Connie Chung’s new memoir explores her experiences as an Asian-American woman in “a sea of ​​men”

When Connie Chung was a young reporter during the Watergate scandal, she was on her way to the White House press room when she encountered then-President Richard Nixon in the West Wing portico.

This was her moment, her chance to ask him the difficult questions.

“Because I had covered the Senate Watergate Committee hearings, I thought, ‘OK, let’s see if I can remember all the questions I really want to ask,'” Chung said in an interview in August.

“I was afraid to take out my notebook and pen for fear of scaring him,” she said, so she tried to memorize the questions, knowing she would have to remember the answers as well.

“And in the middle of it,” Chung said, “he looks at me and says, ‘How much money do you make?’ And I say, ‘Excuse me?’ And he says, ‘How much money do you make?'”

This is typical of the stories Chung tells in her new book, “Connie: A Memoir,” published Tuesday by Grand Central Publishing.

“Connie: A Memoir,” which Chung will discuss in Portland on Wednesday, Sept. 25, offers a glimpse into the coverage of some of the biggest events of the 20th century and tells the story of a woman, sometimes as a very young woman, always as a Chinese American woman, who was almost alone in a crowd of white men.

But even though the stories she tells are snapshots of great American moments, they are also funny, insightful and surprising.

In the White House, she says, Chung was so shocked that she gave in and calculated for Nixon how much money she was making.

“And he looked at me and said, ‘Just remember: You have to make more money.'”

Chung is an icon. It’s been nearly 20 years since she was a regular on television, but she’s still a household name and a namesake for a generation of Asian American women.
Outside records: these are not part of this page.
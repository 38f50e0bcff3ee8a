// SPDX-License-Identifier: MIT OR Apache-2.0

//! Joseki CLI - play a game of Go against a joseki reference tree
//!
//! This binary reads commands from stdin, reports whether each move is
//! still in the book, and can answer with book moves for one color.

use anyhow::{Context, Result};
use clap::{Parser, ValueEnum};
use joseki_cli::command::{parse_command, Command, HELP};
use joseki_cli::{load_tree, render};
use joseki_core::{
    Color, Game, GameConfig, GameView, JosekiTrainer, JosekiTree, MatchStatus, Move, ScoringMethod,
    TrainerReport,
};
use rand::rngs::StdRng;
use rand::SeedableRng;
use std::io::BufRead;
use std::path::PathBuf;
use std::sync::Arc;
use tracing_subscriber::EnvFilter;

/// Command-line arguments
#[derive(Parser, Debug)]
#[clap(
    name = "joseki-cli",
    about = "Practice Go openings against a joseki reference tree",
    version
)]
struct Args {
    /// Board size (1 to 19)
    #[clap(short, long)]
    size: Option<u8>,

    /// Komi added to White's score
    #[clap(short, long)]
    komi: Option<f32>,

    /// Number of handicap stones (2 to 9, on 9x9, 13x13 and 19x19)
    #[clap(long)]
    handicap: Option<u8>,

    /// Let Black place the handicap stones freely
    #[clap(long)]
    free_handicap: bool,

    /// Scoring method
    #[clap(long, value_enum)]
    scoring: Option<Scoring>,

    /// Game configuration as a JSON file; flags override its values
    #[clap(long)]
    config: Option<PathBuf>,

    /// Joseki reference tree in SGF format
    #[clap(long)]
    sgf: Option<PathBuf>,

    /// Answer with book moves for this color
    #[clap(long, value_enum)]
    autoplay: Option<Side>,

    /// Seed for the autoplay move choice
    #[clap(long)]
    seed: Option<u64>,

    /// Enable debug logging
    #[clap(long)]
    debug: bool,
}

#[derive(Debug, Copy, Clone, PartialEq, Eq, ValueEnum)]
enum Scoring {
    Territory,
    Area,
}

#[derive(Debug, Copy, Clone, PartialEq, Eq, ValueEnum)]
enum Side {
    Black,
    White,
}

impl From<Side> for Color {
    fn from(side: Side) -> Self {
        match side {
            Side::Black => Color::Black,
            Side::White => Color::White,
        }
    }
}

fn init_logging(debug: bool) {
    let default_level = if debug { "debug" } else { "info" };
    let filter =
        EnvFilter::try_from_default_env().unwrap_or_else(|_| EnvFilter::new(default_level));

    tracing_subscriber::fmt()
        .with_env_filter(filter)
        .with_writer(std::io::stderr)
        .init();
}

fn build_config(args: &Args) -> Result<GameConfig> {
    let mut config = match &args.config {
        Some(path) => {
            let text = std::fs::read_to_string(path)
                .with_context(|| format!("Failed to read config {}", path.display()))?;
            GameConfig::from_json(&text)?
        }
        None => GameConfig::default(),
    };

    if let Some(size) = args.size {
        config.board_size = size;
    }
    if let Some(komi) = args.komi {
        config.komi = komi;
    }
    if let Some(handicap) = args.handicap {
        config.handicap_stones = handicap;
    }
    if args.free_handicap {
        config.free_handicap_placement = true;
    }
    if let Some(scoring) = args.scoring {
        config.scoring = match scoring {
            Scoring::Territory => ScoringMethod::Territory,
            Scoring::Area => ScoringMethod::Area,
        };
    }

    config.validate()?;
    Ok(config)
}

/// Main entry point
fn main() -> Result<()> {
    let args = Args::parse();
    init_logging(args.debug);

    let config = build_config(&args)?;
    let tree = match &args.sgf {
        Some(path) => load_tree(path)?,
        None => {
            tracing::warn!("no reference tree given, every move will be out of book");
            JosekiTree::default()
        }
    };

    let rng = match args.seed {
        Some(seed) => StdRng::seed_from_u64(seed),
        None => StdRng::from_entropy(),
    };

    let game = Game::new(config)?;
    let mut trainer =
        JosekiTrainer::new(game, Arc::new(tree), rng).with_autoplay(args.autoplay.map(Color::from));

    if let Some(comment) = trainer.session().comment() {
        println!("{}", comment);
    }
    print_game_state(&trainer);

    // autoplay may hold the first move, e.g. White after a fixed handicap
    if let Some(opening) = trainer.autoplay_turn()? {
        println!("{} opens with {}", opening.color, move_label(&trainer, opening.mv));
        print_game_state(&trainer);
    }

    run_loop(&mut trainer)
}

fn run_loop(trainer: &mut JosekiTrainer<StdRng>) -> Result<()> {
    let stdin = std::io::stdin();

    loop {
        println!(
            "\n{} to move. Enter a move (e.g., 'D4'), 'pass', or 'help':",
            trainer.game().current_player()
        );

        let mut line = String::new();
        let read = stdin
            .lock()
            .read_line(&mut line)
            .context("Failed to read input")?;
        if read == 0 {
            break; // EOF
        }

        let command = match parse_command(&line, trainer.game().current_state()) {
            Ok(command) => command,
            Err(e) => {
                eprintln!("{}", e);
                continue;
            }
        };

        let was_in_book = trainer.session().is_in_book();
        match command {
            Command::Play(point) => match trainer.play_at(point.y, point.x) {
                Ok(report) => {
                    print_report(trainer, &report, was_in_book);
                    print_game_state(trainer);
                }
                Err(e) => eprintln!("Invalid move: {}", e),
            },
            Command::Pass => match trainer.pass() {
                Ok(report) => {
                    print_report(trainer, &report, was_in_book);
                    print_game_state(trainer);
                    if trainer.game().is_over() {
                        println!("Game over! Mark dead stones with 'dead <coord>', then 'score'.");
                    }
                }
                Err(e) => eprintln!("Invalid move: {}", e),
            },
            Command::Undo => {
                if trainer.undo() {
                    print_game_state(trainer);
                } else {
                    eprintln!("Nothing to undo.");
                }
            }
            Command::Options => print_options(trainer),
            Command::Dead(point) => match trainer.game_mut().toggle_dead_at(point.y, point.x) {
                Ok(()) => print_game_state(trainer),
                Err(e) => eprintln!("Cannot mark dead stones: {}", e),
            },
            Command::Score => print_score(trainer),
            Command::Help => println!("{}", HELP),
            Command::Quit => break,
        }
    }

    Ok(())
}

fn move_label(trainer: &JosekiTrainer<StdRng>, mv: Move) -> String {
    match mv {
        Move::Place(point) => trainer.game().coordinates_for(point.y, point.x),
        Move::Pass => "pass".to_string(),
    }
}

fn print_report(trainer: &JosekiTrainer<StdRng>, report: &TrainerReport, was_in_book: bool) {
    if let Some(reply) = report.reply {
        println!("{} answers {}", reply.color, move_label(trainer, reply.mv));
    }

    if report.advance.in_book {
        if let Some(comment) = trainer.session().comment() {
            println!("Book: {}", comment);
        }
        if trainer.status() == MatchStatus::BookComplete {
            println!("End of the book line.");
        }
    } else if was_in_book {
        if let Some(divergence) = &report.divergence {
            println!("Out of book: {}", divergence.describe(trainer.game().board_size()));
        }
    }
}

fn print_options(trainer: &JosekiTrainer<StdRng>) {
    match trainer.next_move_options() {
        None => println!("Out of book."),
        Some(options) if options.is_empty() => println!("The book has no continuation here."),
        Some(options) => {
            let labels: Vec<String> = options.iter().map(|mv| move_label(trainer, *mv)).collect();
            println!("Book moves: {}", labels.join(", "));
        }
    }
}

fn print_score(trainer: &JosekiTrainer<StdRng>) {
    let game = trainer.game();
    if !game.is_over() {
        eprintln!("The game is not over yet.");
        return;
    }

    let score = game.score();
    println!(
        "\n{}",
        render::render_board(game.current_state(), game.dead_stones(), &game.territory())
    );
    println!(
        "Score ({}): Black {} - White {} (komi {})",
        game.config().scoring,
        score.black,
        score.white,
        game.config().komi
    );
    match score.winner() {
        Some(color) => println!("{} wins by {}", color, score.margin().abs()),
        None => println!("Jigo"),
    }
}

/// Print the current game state
fn print_game_state(trainer: &JosekiTrainer<StdRng>) {
    let game = trainer.game();
    let state = game.current_state();

    println!("\nBoard size: {}x{}", state.board_size(), state.board_size());
    println!("Moves: {}", game.moves().len());
    println!(
        "Captures: Black {} - White {}",
        state.white_stones_captured, state.black_stones_captured
    );

    let territory = game.territory();
    println!("\n{}", render::render_board(state, game.dead_stones(), &territory));
}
Americans remember her as one of the faces of the news from the 1970s to the early 2000s. She interviewed Nixon and Oregon’s one-time Olympic darling turned national villain Tonya Harding, and covered the events that rocked the country, from the OJ Simpson trial to the Oklahoma City bombing.

In “Connie: A Memoir,” Chung, now 78, tells her own story, a process that proved unexpectedly challenging for the die-hard journalist.

“Actually, I found it very difficult to write these memoirs,” Chung said in an interview in August.

After she turned in her first draft, she said, “My editor looked at it and said, ‘You’re just stating the facts.’ And I said, ‘Yeah, that’s what I do.’ And she said, ‘You can’t do that. It’s a memoir.'”

Instead, she needed to talk about how she felt, her editor said, as she pushed boundaries and norms to become one of the few women in the television news business.

“Oh no,” Chung said she thought. “I can’t do that. It’s forbidden, you know? I’ve never done that in my life.”

And yet that is exactly what Chung did with “Connie.”

Her story begins before she was in the news. In fact, it begins before she was even born, in China.

“My parents had ten children, three of them boys,” Chung writes in the first chapter. “But all three sons died as infants. I was the tenth child, the very last and only one born in the United States.”

Before we even get to know Chung, her family must escape the unrest of pre-communist China. This could be a book in itself, but it sets the tone for what’s to come when the family moves to the U.S. and their final child is born.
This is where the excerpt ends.